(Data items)
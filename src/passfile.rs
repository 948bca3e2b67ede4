/// Password file discovery, permission checks and reading

use std::env;
use std::fs;
use std::path::{Path, PathBuf};

use crate::config::{PGPASSFILE_ENV, PGPASS_FILE_NAME};
use crate::error::PgPassError;

/// Source of raw password file text
pub trait PassFileSource {
    /// Whether the source rejects files readable by group or others
    fn supports_permission_check(&self) -> bool;

    /// Path shown in logs and errors
    fn path(&self) -> &Path;

    fn read_contents(&self) -> Result<String, PgPassError>;
}

/// Password file on disk
#[derive(Debug, Clone)]
pub struct PassFile {
    path: PathBuf,
    check_permissions: bool,
}

impl PassFile {
    /// Path from `PGPASSFILE`, or `.pgpass` in the home directory
    pub fn resolve_path() -> Result<PathBuf, PgPassError> {
        if let Some(path) = env::var_os(PGPASSFILE_ENV)
            && !path.is_empty()
        {
            return Ok(PathBuf::from(path));
        }

        dirs::home_dir()
            .map(|home| home.join(PGPASS_FILE_NAME))
            .ok_or(PgPassError::HomeNotFound)
    }

    pub fn from_env() -> Result<Self, PgPassError> {
        Ok(Self::at(Self::resolve_path()?))
    }

    pub fn at(path: impl Into<PathBuf>) -> Self {
        Self {
            path: path.into(),
            check_permissions: cfg!(unix),
        }
    }

    /// Read the file without rejecting group or world readable permissions
    pub fn without_permission_check(mut self) -> Self {
        self.check_permissions = false;
        self
    }

    #[cfg(unix)]
    fn verify_permissions(&self) -> Result<(), PgPassError> {
        use crate::config::{GROUP_READ_BIT, OTHER_READ_BIT};
        use std::os::unix::fs::PermissionsExt;

        let metadata = fs::metadata(&self.path).map_err(|source| PgPassError::Io {
            path: self.path.clone(),
            source,
        })?;
        let mode = metadata.permissions().mode() & 0o7777;

        if mode & GROUP_READ_BIT != 0 || mode & OTHER_READ_BIT != 0 {
            return Err(PgPassError::InvalidPermissions {
                path: self.path.clone(),
                mode: format!("{:#o}", mode),
            });
        }

        Ok(())
    }

    #[cfg(not(unix))]
    fn verify_permissions(&self) -> Result<(), PgPassError> {
        Ok(())
    }
}

impl PassFileSource for PassFile {
    fn supports_permission_check(&self) -> bool {
        cfg!(unix) && self.check_permissions
    }

    fn path(&self) -> &Path {
        &self.path
    }

    fn read_contents(&self) -> Result<String, PgPassError> {
        if !self.path.exists() {
            return Err(PgPassError::FileNotFound(self.path.clone()));
        }

        if self.supports_permission_check() {
            self.verify_permissions()?;
        }

        fs::read_to_string(&self.path).map_err(|source| PgPassError::Io {
            path: self.path.clone(),
            source,
        })
    }
}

Problem details: Starting from the top of the records and ending at the line that contains "fn supports_permission_check(&self) -> bool;", repeat each line exactly and return only those lines.

Solution for this problem:
filename src/passfile.rs
repository 948bca3e2b67ede4
/// Password file discovery, permission checks and reading

use std::env;
use std::fs;
use std::path::{Path, PathBuf};

use crate::config::{PGPASSFILE_ENV, PGPASS_FILE_NAME};
use crate::error::PgPassError;

/// Source of raw password file text
pub trait PassFileSource {
    /// Whether the source rejects files readable by group or others
    fn supports_permission_check(&self) -> bool;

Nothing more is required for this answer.